Author: Ajith Abraham
language: en
Publisher: Springer Science & Business Media
Release Date: 2006-08-11
This volume presents the proceedings of the 9th Online World Conference on Soft Computing in Industrial Applications, held on the World Wide Web in 2004. It includes lectures, original papers and tutorials presented during the conference. The book brings together outstanding research and developments in soft computing, including evolutionary computation, fuzzy logic, neural networks, and their fusion, and its applications in science and technology.
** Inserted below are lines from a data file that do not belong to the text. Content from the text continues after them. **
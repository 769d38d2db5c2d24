//! Remote-write credentials. Nothing to converge; teardown removes the secret.

use crate::error::ReconcileResult;
use crate::model;
use crate::store::{self, ObjectStore};
use crate::types::context::Context;
use crate::types::spec::Observability;
use crate::types::status::{ObservabilityStatus, StageOutcome};

use super::Stage;

#[derive(Debug, Default)]
pub struct TokenStage;

impl Stage for TokenStage {
    fn name(&self) -> &str {
        "token"
    }

    fn reconcile(
        &self,
        _store: &dyn ObjectStore,
        _ctx: &Context,
        _cr: &Observability,
        _status: &mut ObservabilityStatus,
    ) -> ReconcileResult<StageOutcome> {
        Ok(StageOutcome::Success)
    }

    fn cleanup(
        &self,
        store: &dyn ObjectStore,
        ctx: &Context,
        cr: &Observability,
    ) -> ReconcileResult<StageOutcome> {
        store::delete_if_present(store, ctx, &model::token_secret(cr))?;
        Ok(StageOutcome::Success)
    }
}
impl FileStatusStore {
    pub fn new(path: impl Into<PathBuf>) -> Self {
        FileStatusStore { path: path.into() }
    }

    pub fn path(&self) -> &Path {
        &self.path
    }

    /// Every stored status.
    pub fn load_all(&self) -> ReconcileResult<BTreeMap<String, ObservabilityStatus>> {
        if !self.path.exists() {
            return Ok(BTreeMap::new());
        }
        let content = fs::read_to_string(&self.path).map_err(|e| {
            ReconcileError::Status(format!("failed to read {}: {}", self.path.display(), e))
        })?;
        if content.trim().is_empty() {
            return Ok(BTreeMap::new());
        }
        serde_json::from_str(&content).map_err(|e| {
            ReconcileError::Status(format!("failed to parse {}: {}", self.path.display(), e))
        })
    }

    fn write_all(&self, all: &BTreeMap<String, ObservabilityStatus>) -> ReconcileResult<()> {
        if let Some(parent) = self.path.parent() {
            if !parent.as_os_str().is_empty() {
                fs::create_dir_all(parent).map_err(|e| {
                    ReconcileError::Status(format!("failed to create {}: {}", parent.display(), e))
                })?;
            }
        }
        let json = serde_json::to_string_pretty(all)
            .map_err(|e| ReconcileError::Status(format!("failed to serialize status: {}", e)))?;

        let tmp_path = self.tmp_path();
        fs::write(&tmp_path, &json).map_err(|e| {
            ReconcileError::Status(format!("failed to write {}: {}", tmp_path.display(), e))
        })?;
        fs::rename(&tmp_path, &self.path).map_err(|e| {
            ReconcileError::Status(format!(
                "failed to rename {} to {}: {}",
                tmp_path.display(),
                self.path.display(),
                e
            ))
        })
    }

    fn tmp_path(&self) -> PathBuf {
        let mut name = self
            .path
            .file_name()
            .map(|n| n.to_os_string())
            .unwrap_or_default();
        name.push(".tmp");
        self.path.with_file_name(name)
    }
}

impl StatusStore for FileStatusStore {
    fn load(&self, key: &str) -> ReconcileResult<ObservabilityStatus> {
        Ok(self.load_all()?.remove(key).unwrap_or_default())
    }

    fn save(&self, key: &str, status: &ObservabilityStatus) -> ReconcileResult<()> {
        let mut all = self.load_all()?;
        all.insert(key.to_string(), status.clone());
        self.write_all(&all)
    }
}

#[derive(Debug, Default)]
pub struct MemoryStatusStore {
    statuses: RefCell<BTreeMap<String, ObservabilityStatus>>,
    saves: Cell<usize>,
}

impl MemoryStatusStore {
    pub fn new() -> Self {
        Self::default()
    }

    pub fn with_status(key: &str, status: ObservabilityStatus) -> Self {
        let store = Self::default();
        store.statuses.borrow_mut().insert(key.to_string(), status);
        store
    }

    pub fn get(&self, key: &str) -> Option<ObservabilityStatus> {
        self.statuses.borrow().get(key).cloned()
    }

    /// Number of `save` calls so far.
    pub fn save_count(&self) -> usize {
        self.saves.get()
    }
}

impl StatusStore for MemoryStatusStore {
    fn load(&self, key: &str) -> ReconcileResult<ObservabilityStatus> {
        Ok(self.get(key).unwrap_or_default())
    }

    fn save(&self, key: &str, status: &ObservabilityStatus) -> ReconcileResult<()> {
        self.saves.set(self.saves.get() + 1);
        self.statuses
            .borrow_mut()
            .insert(key.to_string(), status.clone());
        Ok(())
    }
}

// ---------------------------------------------------------------------------
// Scheduler
// ---------------------------------------------------------------------------

/// When the caller should invoke the next tick.
#[derive(Debug, Clone, Copy, PartialEq, Eq)]
pub enum Requeue {
    /// Converged; wait for the desired specification or a watched object to change.
    AwaitChange,
    After(Duration),
}

impl fmt::Display for Requeue {
    fn fmt(&self, f: &mut fmt::Formatter<'_>) -> fmt::Result {
        match self {
            Requeue::AwaitChange => write!(f, "await change"),
            Requeue::After(d) => write!(f, "after {}ms", d.as_millis()),
        }
    }
}

#[derive(Debug)]
pub struct TickReport {
    pub outcome: StageOutcome,
    pub stage: Option<String>,
    pub error_class: Option<ErrorClass>,
    pub message: Option<String>,
    pub requeue: Requeue,
}

impl fmt::Display for TickReport {
    fn fmt(&self, f: &mut fmt::Formatter<'_>) -> fmt::Result {
        write!(f, "{}", self.outcome)?;
        if let Some(stage) = &self.stage {
            write!(f, " at {}", stage)?;
        }
        if let Some(class) = self.error_class {
            write!(f, " [{}]", class)?;
        }
        if let Some(message) = &self.message {
            write!(f, ": {}", message)?;
        }
        write!(f, "; requeue {}", self.requeue)
    }
}

pub struct Scheduler<S: StatusStore> {
    orchestrator: Orchestrator,
    statuses: S,
    tracker: FailureTracker,
    store_timeout: Duration,
    poll_interval: Duration,
}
Fuzzy Information and Engineering

Author: Bing-Yuan Cao
language: en
Publisher: Springer Science & Business Media
Release Date: 2007-04-27
The Second International Conference on Fuzzy Information and Engineering (ICFIE2007) is a major symposium for scientists, engineers and practitioners in China as well as the world to present their latest results, ideas, developments and applications in all areas of fuzzy information and knowledge engineering. It aims to strengthen relations between industry research laboratories and universities, and to create a primary symposium for world scientists.
Soft Methods for Integrated Uncertainty Modelling

Author: Jonathan Lawry
language: en
Publisher: Springer Science & Business Media
Release Date: 2007-10-08
The idea of soft computing emerged in the early 1990s from the fuzzy systems c- munity, and refers to an understanding that the uncertainty, imprecision and ig- rance present in a problem should be explicitly represented and possibly even - ploited rather than either eliminated or ignored in computations. For instance, Zadeh de?ned ‘Soft Computing’ as follows: Soft computing differs from conventional (hard) computing in that, unlike hard computing, it is tolerant of imprecision, uncertainty and partial truth. In effect, the role model for soft computing is the human mind. Recently soft computing has, to some extent, become synonymous with a hybrid approach combining AI techniques including fuzzy systems, neural networks, and biologically inspired methods such as genetic algorithms. Here, however, we adopt a more straightforward de?nition consistent with the original concept. Hence, soft methods are understood as those uncertainty formalisms not part of mainstream s- tistics and probability theory which have typically been developed within the AI and decisionanalysiscommunity.Thesearemathematicallysounduncertaintymodelling methodologies which are complementary to conventional statistics and probability theory.